Disabling parallel connections in Ecto preloads

I’m trying to disable parallel execution in ecto because i’m wrapping all my resolver queries in a transaction. (I’m doing this b/c the database is using row-level security, which requires me to set a config value in postgres before making my queries. You can see an example of that here.)

When dataloader is loading associations via ecto’s preload, they’re running in a different db connection, which means it’s not running in the same transaction. i’m passing in_parallel: false in my repo options, but i still seem to be having the same troubles.
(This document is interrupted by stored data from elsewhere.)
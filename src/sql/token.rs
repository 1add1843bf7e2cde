//! Token definitions
//!
//! This module defines the tokens of the command grammar, along with their
//! source spans. Spans let the parser recover raw source text for the
//! pieces that are stored verbatim (column definitions, INSERT values).

use std::fmt;

/// A half-open byte range into the original command text
#[derive(Debug, Clone, Copy, PartialEq, Eq)]
pub struct Span {
    pub start: usize,
    pub end: usize,
}

/// Token types
#[derive(Debug, Clone, PartialEq)]
pub enum Token {
    // ========== Keywords ==========
    Create,
    Table,
    Insert,
    Into,
    Values,
    Desc,
    Select,
    From,
    Where,
    Join,
    On,

    // ========== Literals ==========
    /// Identifier (table name, column name, bare value word)
    Identifier(String),
    /// Numeric literal, kept as raw text so `1.50` round-trips unchanged
    Number(String),
    /// String literal (single-quoted); value is the inner text
    StringLiteral(String),

    // ========== Operators ==========
    /// =
    Eq,
    /// !=
    Neq,
    /// <
    Lt,
    /// >
    Gt,
    /// <=
    Lte,
    /// >=
    Gte,

    // ========== Delimiters ==========
    /// *
    Asterisk,
    /// (
    LParen,
    /// )
    RParen,
    /// ,
    Comma,
    /// .
    Dot,

    // ========== Special ==========
    /// Any other non-whitespace character; keeps the lexer total over the
    /// arbitrary text that may appear inside INSERT value lists
    Symbol(char),
    /// End of input
    Eof,
}

impl Token {
    /// Try to parse a keyword from a string
    pub fn from_keyword(s: &str) -> Option<Token> {
        match s.to_uppercase().as_str() {
            "CREATE" => Some(Token::Create),
            "TABLE" => Some(Token::Table),
            "INSERT" => Some(Token::Insert),
            "INTO" => Some(Token::Into),
            "VALUES" => Some(Token::Values),
            "DESC" => Some(Token::Desc),
            "SELECT" => Some(Token::Select),
            "FROM" => Some(Token::From),
            "WHERE" => Some(Token::Where),
            "JOIN" => Some(Token::Join),
            "ON" => Some(Token::On),
            _ => None,
        }
    }
}

impl fmt::Display for Token {
    fn fmt(&self, f: &mut fmt::Formatter<'_>) -> fmt::Result {
        match self {
            Token::Create => write!(f, "CREATE"),
            Token::Table => write!(f, "TABLE"),
            Token::Insert => write!(f, "INSERT"),
            Token::Into => write!(f, "INTO"),
            Token::Values => write!(f, "VALUES"),
            Token::Desc => write!(f, "DESC"),
            Token::Select => write!(f, "SELECT"),
            Token::From => write!(f, "FROM"),
            Token::Where => write!(f, "WHERE"),
            Token::Join => write!(f, "JOIN"),
            Token::On => write!(f, "ON"),
            Token::Identifier(s) => write!(f, "{}", s),
            Token::Number(s) => write!(f, "{}", s),
            Token::StringLiteral(s) => write!(f, "'{}'", s),
            Token::Eq => write!(f, "="),
            Token::Neq => write!(f, "!="),
            Token::Lt => write!(f, "<"),
            Token::Gt => write!(f, ">"),
            Token::Lte => write!(f, "<="),
            Token::Gte => write!(f, ">="),
            Token::Asterisk => write!(f, "*"),
            Token::LParen => write!(f, "("),
            Token::RParen => write!(f, ")"),
            Token::Comma => write!(f, ","),
            Token::Dot => write!(f, "."),
            Token::Symbol(c) => write!(f, "{}", c),
            Token::Eof => write!(f, "end of input"),
        }
    }
}

#[cfg(test)]
mod tests {
    use super::*;

    #[test]
    fn test_keyword_parsing() {
        assert_eq!(Token::from_keyword("SELECT"), Some(Token::Select));
        assert_eq!(Token::from_keyword("select"), Some(Token::Select));
        assert_eq!(Token::from_keyword("SeLeCt"), Some(Token::Select));
        assert_eq!(Token::from_keyword("users"), None);
    }
}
To troubleshoot, I’ve even tried disabling parallel preloads altogether in ecto in this function:

  defp maybe_pmap(preloaders, repo_name, opts) do
    # if match?([_,_|_], preloaders) and not checked_out?(repo_name) and
    #      Keyword.get(opts, :in_parallel, false) do
    #   # We pass caller: self() so the ownership pool knows where
    #   # to fetch the connection from and set the proper timeouts.
    #   # Note while the ownership pool uses '$callers' from pdict,
    #   # it does not do so in automatic mode, hence this line is
    #   # still necessary.
    #   opts = Keyword.put_new(opts, :caller, self())
    #
    #   preloaders
    #   |> Task.async_stream(&(&1.(opts)), timeout: :infinity)
    #   |> Enum.map(fn {:ok, assoc} -> assoc end)
    # else
      Logger.warn("Running preloaders in parallel is disabled")
      Enum.map(preloaders, &(&1.(opts)))
    # end
  end

…but i’m still checking out different connections for my preloads. Really appreciate any help figuring this out.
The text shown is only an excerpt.